Living together with kindness and generosity.

If we are less anxious about where we sit or whose company we keep, if we stop trying to exalt ourselves, might we make space for others? 

In being humble ourselves, might we give dignity others and allow them to flourish?  

As we celebrate the achievements of our young people in exam seasons, we can also help them to see that pursuing their subjects, passions and careers is not about seeking honour for its own sake. 

Rather we are to honour others - their difference and their brilliance; their vulnerabilities and their foibles. Part of the gift of community we can offer is the welcome we offer.

There is no place for humiliation or exclusion based on age, gender, social status, race, sexuality or ability.

In the places where we live and work we can discern who is regarded with honour or who is looked down upon - and we can dare to do things differently.

Part of the calling of the church is do build social capital: we are a place where all can be held in equal honour and dignity.

This is good news not just for us, but for our world. 

The meal that we share together is a participation in the life of Christ;  here our hearts are changed. By the power of the Spirit, we are healed of our desire of status. By God’s gracious intervention we know ourselves as beloved.  Here the true host bids us sit and eat.

The nearness of God in broken bread reverses normal expectations of social status. We are in possession of dignity and honour as children of God; as children of God, our hearts our enlarged to show empathy and generosity, compassion and service - enables us to contribute to the wider society.  

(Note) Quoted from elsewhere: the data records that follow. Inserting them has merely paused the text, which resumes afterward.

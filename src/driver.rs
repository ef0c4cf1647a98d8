//! The connection driver: accept one connection, run the preface +
//! initial SETTINGS exchange, then hand control to the case runner.
//!
//! Grounded on the Go original's `handleConnection` (`main.go`): read the
//! 24-byte preface, read one SETTINGS frame, write an empty SETTINGS
//! frame, then switch on the test case id — reworked so the per-case
//! switch is a registry lookup and so every exit path produces a
//! [`Verdict`] instead of logging and returning `()`.
//!
//! `run` is generic over [`DeadlineSocket`] rather than tied to
//! [`TlsSocket`] so the whole handshake + dispatch sequence can be
//! exercised in tests over a plain loopback `TcpStream` pair.

use crate::cases::{self, CaseContext};
use crate::hpack;
use crate::socket::DeadlineSocket;
use crate::verifier::Verdict;
use crate::Frame;
use std::time::Duration;
use thiserror::Error;

pub const CONNECTION_PREFACE: &[u8; 24] = b"PRI * HTTP/2.0\r\n\r\nSM\r\n\r\n";

#[derive(Debug, Error)]
pub enum DriverError {
    #[error("transport failure: {0}")]
    Transport(#[from] std::io::Error),
    #[error("client sent a bad connection preface")]
    BadPreface,
    #[error("client's first frame was not a SETTINGS frame")]
    BadInitialFrame,
    #[error("no registered case matches {0:?}")]
    UnknownCase(String),
}

/// Reads the 24-byte preface and verifies it byte-for-byte (bit-exact
/// `PRI * HTTP/2.0\r\n\r\nSM\r\n\r\n`, per RFC 7540 §3.5). Bounded by
/// `timeout` so a client that never sends anything can't hold the driver
/// open forever.
fn read_and_verify_preface(socket: &mut dyn DeadlineSocket, timeout: Duration) -> Result<(), DriverError> {
    use std::io::Read;
    let mut buf = [0u8; 24];
    socket.set_deadline(Some(timeout))?;
    if let Err(e) = socket.read_exact(&mut buf) {
        if e.kind() == std::io::ErrorKind::UnexpectedEof {
            // Closed before completing the preface — not a valid preface
            // either way, so report the same BadPreface verdict rather
            // than surfacing it as a lower-level transport failure.
            log::debug!("connection closed before completing the preface");
            return Err(DriverError::BadPreface);
        }
        return Err(e.into());
    }
    if &buf != CONNECTION_PREFACE {
        log::debug!("bad connection preface: {buf:?}");
        return Err(DriverError::BadPreface);
    }
    Ok(())
}

/// Reads the client's first frame and requires it to be a non-ACK
/// SETTINGS frame (RFC 7540 §3.5: "the connection preface... MUST be
/// followed by a SETTINGS frame"), bounded by `timeout` for the same
/// reason as the preface read above.
fn read_initial_settings(socket: &mut dyn DeadlineSocket, timeout: Duration) -> Result<(), DriverError> {
    socket.set_deadline(Some(timeout))?;
    let frame = Frame::read_from(socket).map_err(|_| DriverError::BadInitialFrame)?;
    if frame.typ != Some(crate::types::FrameType::Settings) || frame.is_settings_ack() {
        log::debug!("client's first frame was not a non-ACK SETTINGS frame: {frame:?}");
        return Err(DriverError::BadInitialFrame);
    }
    Ok(())
}

/// Writes the harness's own empty SETTINGS frame. The driver never ACKs
/// the client's SETTINGS itself — whether to do so is left to the case.
fn write_empty_settings(socket: &mut dyn DeadlineSocket) -> Result<(), DriverError> {
    use std::io::Write;
    let frame = Frame::write_settings(false, &[]).expect("empty SETTINGS is always valid");
    frame.write_raw(socket)?;
    socket.flush()?;
    Ok(())
}

/// Runs the full protocol script for one connection and one case:
/// preface, initial SETTINGS, server SETTINGS, then dispatch. Returns a
/// verdict in every case, including handshake failure, so the dispatcher
/// always has exactly one verdict to report.
pub fn run(
    socket: &mut dyn DeadlineSocket,
    case_id: &str,
    default_timeout: Duration,
) -> Result<Verdict, DriverError> {
    read_and_verify_preface(socket, default_timeout)?;
    read_initial_settings(socket, default_timeout)?;
    write_empty_settings(socket)?;
    log::debug!("handshake complete, running case {case_id:?}");

    let case_fn = cases::lookup(case_id).ok_or_else(|| DriverError::UnknownCase(case_id.to_string()))?;

    let mut ctx = CaseContext {
        socket,
        encoder: hpack::Encoder::default(),
        decoder: hpack::Decoder::default(),
        default_timeout,
    };
    match case_fn(&mut ctx) {
        Ok(verdict) => {
            log::debug!("case {case_id:?} finished: {verdict:?}");
            Ok(verdict)
        }
        Err(e) => {
            log::error!("case {case_id:?} routine failed: {e:#}");
            Ok(Verdict::Fail(format!("case routine failed: {e:#}")))
        }
    }
}

#[cfg(test)]
mod tests {
    use super::*;
    use std::io::Write as _;
    use std::net::{TcpListener, TcpStream};
    use std::thread;

    fn loopback_pair() -> (TcpStream, TcpStream) {
        let listener = TcpListener::bind("127.0.0.1:0").unwrap();
        let addr = listener.local_addr().unwrap();
        let server = thread::spawn(move || listener.accept().unwrap().0);
        let client = TcpStream::connect(addr).unwrap();
        let server = server.join().unwrap();
        (client, server)
    }

    #[test]
    fn bad_preface_is_rejected() {
        let (mut client, mut server) = loopback_pair();
        client.write_all(b"GET / HTTP/1.1\r\n\r\n").unwrap();
        client.set_read_timeout(Some(Duration::from_millis(200))).unwrap();
        drop(client);
        let err = run(&mut server, "6.7/1", Duration::from_millis(200)).unwrap_err();
        assert!(matches!(err, DriverError::BadPreface));
    }

    #[test]
    fn unknown_case_is_reported_after_handshake() {
        let (mut client, mut server) = loopback_pair();
        let handle = thread::spawn(move || {
            client.write_all(CONNECTION_PREFACE).unwrap();
            let settings = Frame::write_settings(false, &[]).unwrap();
            settings.write_raw(&mut client).unwrap();
            // Read the harness's empty SETTINGS reply so the write above
            // doesn't race the driver's shutdown of the socket.
            let _ = Frame::read_from(&mut client);
        });
        let err = run(&mut server, "no/such/case", Duration::from_millis(500)).unwrap_err();
        handle.join().unwrap();
        assert!(matches!(err, DriverError::UnknownCase(_)));
    }
}
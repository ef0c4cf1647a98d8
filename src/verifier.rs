//! Classifies an observed client reaction into a [`Verdict`].
//!
//! The teacher has no analogue for this — it is a client, not a
//! conformance judge — so this module is grounded directly on RFC
//! 7540/7541's MUST/MUST NOT language and on the Go original's
//! `verifier` package
//! (`examples/original_source/verifier/cases/completion_verifiers.go`,
//! `hpack/6_1_indexed.go`), which name the expectation
//! (`expectConnectionError`, `expectSuccessfulRequest`) without actually
//! reading the wire. This version reads the wire: every `expect_*`
//! function here is driven by frames the case runner has already read
//! off the live connection.

use crate::types::ErrorType;

#[derive(Debug, Clone, PartialEq, Eq)]
pub enum Verdict {
    Pass,
    Fail(String),
    Inconclusive(String),
}

impl Verdict {
    pub fn exit_code(&self) -> i32 {
        match self {
            Verdict::Pass => 0,
            Verdict::Fail(_) => 1,
            Verdict::Inconclusive(_) => 2,
        }
    }
}

/// Logs a verdict at the level matching its severity before handing it
/// back to the case routine: `trace!` for a pass, `debug!` for an
/// inconclusive read, `error!` for a confirmed failure.
fn log_verdict(verdict: Verdict) -> Verdict {
    match &verdict {
        Verdict::Pass => log::trace!("verdict: pass"),
        Verdict::Inconclusive(msg) => log::debug!("verdict: inconclusive: {msg}"),
        Verdict::Fail(msg) => log::error!("verdict: fail: {msg}"),
    }
    verdict
}

/// What the case runner observed after emitting a stimulus, as far as
/// the verifier needs to know. Built incrementally by a case's receive
/// loop (a case may see zero, one, or several of these before a
/// deadline or EOF).
#[derive(Debug, Clone)]
pub enum Observed {
    Goaway {
        code: ErrorType,
    },
    RstStream {
        stream: u32,
        code: ErrorType,
    },
    PingAck {
        payload: [u8; 8],
    },
    SettingsAck,
    /// Any frame not relevant to the expectation at hand (e.g. normal
    /// traffic continuing after a stimulus that should be ignored).
    Other,
    ConnectionClosed,
}

/// Success iff a GOAWAY with the matching error code is observed, or the
/// connection is closed after the stimulus with no further unrelated
/// traffic. A non-matching GOAWAY code, or normal traffic continuing, is
/// a failure.
pub fn expect_connection_error(code: ErrorType, observed: &[Observed]) -> Verdict {
    log_verdict((|| {
        for event in observed {
            match event {
                Observed::Goaway { code: got } if *got == code => return Verdict::Pass,
                Observed::Goaway { code: got } => {
                    return Verdict::Fail(format!(
                        "expected connection error {code:?}, client sent GOAWAY {got:?}"
                    ))
                }
                Observed::ConnectionClosed => return Verdict::Pass,
                Observed::Other => {
                    return Verdict::Fail(
                        "client continued normal traffic instead of tearing down the connection"
                            .to_string(),
                    )
                }
                _ => {}
            }
        }
        Verdict::Inconclusive(format!(
            "no reaction observed before the deadline; expected connection error {code:?}"
        ))
    })())
}

/// Success iff an RST_STREAM on `stream` with the matching code arrives
/// and the connection stays open; a connection error is also an
/// acceptable, stricter reaction to a stream-scoped violation.
pub fn expect_stream_error(stream: u32, code: ErrorType, observed: &[Observed]) -> Verdict {
    log_verdict((|| {
        for event in observed {
            match event {
                Observed::RstStream { stream: s, code: got } if *s == stream && *got == code => {
                    return Verdict::Pass
                }
                Observed::RstStream { stream: s, code: got } if *s == stream => {
                    return Verdict::Fail(format!(
                        "expected RST_STREAM {code:?} on stream {stream}, got {got:?}"
                    ))
                }
                Observed::Goaway { code: got } => {
                    return if *got == code {
                        Verdict::Pass
                    } else {
                        Verdict::Fail(format!(
                            "expected stream error {code:?}, client sent connection error {got:?}"
                        ))
                    }
                }
                Observed::ConnectionClosed => return Verdict::Pass,
                _ => {}
            }
        }
        Verdict::Inconclusive(format!(
            "no reaction observed before the deadline; expected stream error {code:?} on stream {stream}"
        ))
    })())
}

/// Success iff the client goes on responding normally to a follow-up
/// stimulus — the standard way to confirm a MUST-ignore reaction
/// actually happened instead of the client having silently died.
pub fn expect_ignored(observed: &[Observed]) -> Verdict {
    log_verdict((|| {
        for event in observed {
            match event {
                Observed::PingAck { .. } | Observed::SettingsAck | Observed::Other => {
                    return Verdict::Pass
                }
                Observed::Goaway { code } => {
                    return Verdict::Fail(format!(
                        "expected the client to ignore the stimulus, but it sent GOAWAY {code:?}"
                    ))
                }
                Observed::ConnectionClosed => {
                    return Verdict::Fail(
                        "expected the client to ignore the stimulus, but it closed the connection"
                            .to_string(),
                    )
                }
                Observed::RstStream { code, .. } => {
                    return Verdict::Fail(format!(
                        "expected the client to ignore the stimulus, but it sent RST_STREAM {code:?}"
                    ))
                }
            }
        }
        Verdict::Inconclusive(
            "no follow-up reply observed before the deadline; cannot confirm the stimulus was ignored"
                .to_string(),
        )
    })())
}

/// Success iff the client echoes a matching PING ACK for the given
/// opaque payload.
pub fn expect_ping_echo(sent_payload: [u8; 8], observed: &[Observed]) -> Verdict {
    log_verdict((|| {
        for event in observed {
            match event {
                Observed::PingAck { payload } if *payload == sent_payload => return Verdict::Pass,
                Observed::PingAck { payload } => {
                    return Verdict::Fail(format!(
                        "PING ACK payload mismatch: sent {sent_payload:?}, got {payload:?}"
                    ))
                }
                Observed::ConnectionClosed => {
                    return Verdict::Fail("connection closed before echoing the PING".to_string())
                }
                _ => {}
            }
        }
        Verdict::Inconclusive("no PING ACK observed before the deadline".to_string())
    })())
}

/// Success iff the client echoes a SETTINGS ACK.
pub fn expect_settings_ack(observed: &[Observed]) -> Verdict {
    log_verdict((|| {
        for event in observed {
            match event {
                Observed::SettingsAck => return Verdict::Pass,
                Observed::ConnectionClosed => {
                    return Verdict::Fail("connection closed before acknowledging SETTINGS".to_string())
                }
                _ => {}
            }
        }
        Verdict::Inconclusive("no SETTINGS ACK observed before the deadline".to_string())
    })())
}

#[cfg(test)]
mod tests {
    use super::*;

    #[test]
    fn connection_error_passes_on_matching_goaway() {
        let observed = vec![Observed::Goaway {
            code: ErrorType::FrameSizeError,
        }];
        assert_eq!(
            expect_connection_error(ErrorType::FrameSizeError, &observed),
            Verdict::Pass
        );
    }

    #[test]
    fn connection_error_fails_on_mismatched_code() {
        let observed = vec![Observed::Goaway {
            code: ErrorType::ProtocolError,
        }];
        assert!(matches!(
            expect_connection_error(ErrorType::FrameSizeError, &observed),
            Verdict::Fail(_)
        ));
    }

    #[test]
    fn connection_error_passes_on_bare_close() {
        let observed = vec![Observed::ConnectionClosed];
        assert_eq!(
            expect_connection_error(ErrorType::ProtocolError, &observed),
            Verdict::Pass
        );
    }

    #[test]
    fn connection_error_is_inconclusive_with_no_reaction() {
        assert!(matches!(
            expect_connection_error(ErrorType::ProtocolError, &[]),
            Verdict::Inconclusive(_)
        ));
    }

    #[test]
    fn ignored_passes_on_ping_ack() {
        let observed = vec![Observed::PingAck {
            payload: [0; 8],
        }];
        assert_eq!(expect_ignored(&observed), Verdict::Pass);
    }

    #[test]
    fn ignored_fails_if_client_tears_down() {
        let observed = vec![Observed::ConnectionClosed];
        assert!(matches!(expect_ignored(&observed), Verdict::Fail(_)));
    }

    #[test]
    fn ping_echo_matches_payload() {
        let observed = vec![Observed::PingAck { payload: *b"h2spec\0\0" }];
        assert_eq!(
            expect_ping_echo(*b"h2spec\0\0", &observed),
            Verdict::Pass
        );
    }
}
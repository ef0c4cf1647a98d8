use bitflags::bitflags;

bitflags! {
    /// https://httpwg.org/specs/rfc7540.html#DATA
    #[repr(transparent)]
    pub struct DataFlags: u8 {
        /// Bit 0: this frame is the last the sender will send for this stream.
        const END_STREAM = 0x1;
        /// Bit 3: the Pad Length field and trailing padding are present.
        const PADDED = 0x8;
    }

    /// https://httpwg.org/specs/rfc7540.html#HEADERS
    #[repr(transparent)]
    pub struct HeadersFlags: u8 {
        const END_STREAM = 0x1;
        /// Bit 2: this frame contains the whole header block, no CONTINUATION follows.
        const END_HEADERS = 0x4;
        const PADDED = 0x8;
        /// Bit 5: Exclusive/Stream Dependency/Weight fields are present.
        const PRIORITY = 0x20;
    }

    /// https://httpwg.org/specs/rfc7540.html#SETTINGS
    #[repr(transparent)]
    pub struct SettingsFlags: u8 {
        /// Bit 0: this frame acknowledges the peer's SETTINGS. MUST carry an empty payload.
        const ACK = 0x1;
    }

    /// https://httpwg.org/specs/rfc7540.html#PUSH_PROMISE
    #[repr(transparent)]
    pub struct PushPromiseFlags: u8 {
        const END_HEADERS = 0x4;
        const PADDED = 0x8;
    }

    /// https://httpwg.org/specs/rfc7540.html#PING
    #[repr(transparent)]
    pub struct PingFlags: u8 {
        const ACK = 0x1;
    }

    /// https://httpwg.org/specs/rfc7540.html#CONTINUATION
    #[repr(transparent)]
    pub struct ContinuationFlags: u8 {
        const END_HEADERS = 0x4;
    }
}
//! TLS certificate bootstrap.
//!
//! Grounded on the Go original's `ensureCerts` (`examples/original_source/main.go`):
//! look for `cert.pem`/`key.pem` in the working directory, and generate a
//! self-signed CN=localhost certificate if neither exists. The original
//! shells out to the system `openssl` binary; this crate internalizes
//! that into the dependency graph with `rcgen` instead of spawning a
//! subprocess — see DESIGN.md for why that's a deliberate deviation
//! rather than an oversight.

use anyhow::{Context, Result};
use std::path::Path;

pub struct CertPaths<'a> {
    pub cert: &'a Path,
    pub key: &'a Path,
}

/// Loads `cert`/`key` if both already exist; otherwise generates a
/// self-signed CN=localhost certificate and writes them out, mirroring
/// the Go original's 365-day validity.
pub fn ensure(paths: CertPaths<'_>) -> Result<()> {
    if paths.cert.exists() && paths.key.exists() {
        log::debug!(
            "using existing certificate at {}",
            paths.cert.display()
        );
        return Ok(());
    }

    log::info!(
        "{} not found, generating a self-signed certificate for CN=localhost",
        paths.cert.display()
    );
    let cert = rcgen::generate_simple_self_signed(vec!["localhost".to_string()])
        .context("generating self-signed certificate")?;
    let cert_pem = cert.serialize_pem().context("serializing certificate")?;
    let key_pem = cert.serialize_private_key_pem();

    std::fs::write(paths.cert, cert_pem)
        .with_context(|| format!("writing {}", paths.cert.display()))?;
    std::fs::write(paths.key, key_pem).with_context(|| format!("writing {}", paths.key.display()))?;
    Ok(())
}

/// Loads the PEM certificate chain + private key into the shapes
/// `rustls::ServerConfig` wants.
pub fn load(paths: CertPaths<'_>) -> Result<(Vec<rustls::Certificate>, rustls::PrivateKey)> {
    let cert_bytes = std::fs::read(paths.cert)
        .with_context(|| format!("reading {}", paths.cert.display()))?;
    let key_bytes =
        std::fs::read(paths.key).with_context(|| format!("reading {}", paths.key.display()))?;

    let certs = rustls_pemfile::certs(&mut cert_bytes.as_slice())
        .context("parsing certificate PEM")?
        .into_iter()
        .map(rustls::Certificate)
        .collect();

    let mut keys = rustls_pemfile::pkcs8_private_keys(&mut key_bytes.as_slice())
        .context("parsing private key PEM")?;
    if keys.is_empty() {
        keys = rustls_pemfile::rsa_private_keys(&mut key_bytes.as_slice())
            .context("parsing RSA private key PEM")?;
    }
    let key = keys
        .into_iter()
        .next()
        .context("no private key found in key file")?;

    Ok((certs, rustls::PrivateKey(key)))
}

Jesus invites us to break cycles of social reciprocity for a widening circle of blessing where the honoured honour others. Our Scriptures are remind us about God’s preferential treatment of the stranger and widow, orphan and poor. 

And all who receive grace and love in this way are liberated to extend hospitality to others, regardless of circumstances. 

This is the blessing of mutual love.

This is the possibility of entertaining angels unawares. 

This is a human relatedness that identifies with the depths of isolation and pain; and the delights of intimacy and relationship.

This is honour which flows from contentment.

It is dignity which flows from praise of God not love of money.

As Hebrews puts it: Do not neglect to do good and to share what you have.

It’s a society where many are lonely or live alone; where inequality is increasing and many are fearful; where there are flourishing enterprises, vibrant arts and new discoveries; where we need investment in housing, health, social care and education; where Brexit has revealed divisions and challenges. 

We have our part to play in shaping a vision for our national life which cultivates a sense of being in community; where all can be valued and contribute. Where every seat at the proverbial table is a seat of honour.  You can be a sign of hope and generosity. In the power of the Spirit, you share the love of God revealed in Jesus.



Our Archbishop has invited us to reimagine Britain on foundations of hope.  He says: ’the people of God are called to be a blessing to those places where they live. Obedience to God is seen in imitation of God, and those in love for those in the world around and in care for the concerns of God: the poor, the weak, and the creation. Most of all… a people of hope, of faith and of love for one another, for neighbour and even for enemy’.

To live God’s Kingdom in our fractured Kingdom means abandoning seeking worldly status.

We are to open our hearts to the self-giving love of Christ. 

Let’s be generous, hospitable and humble. Let’s honour others.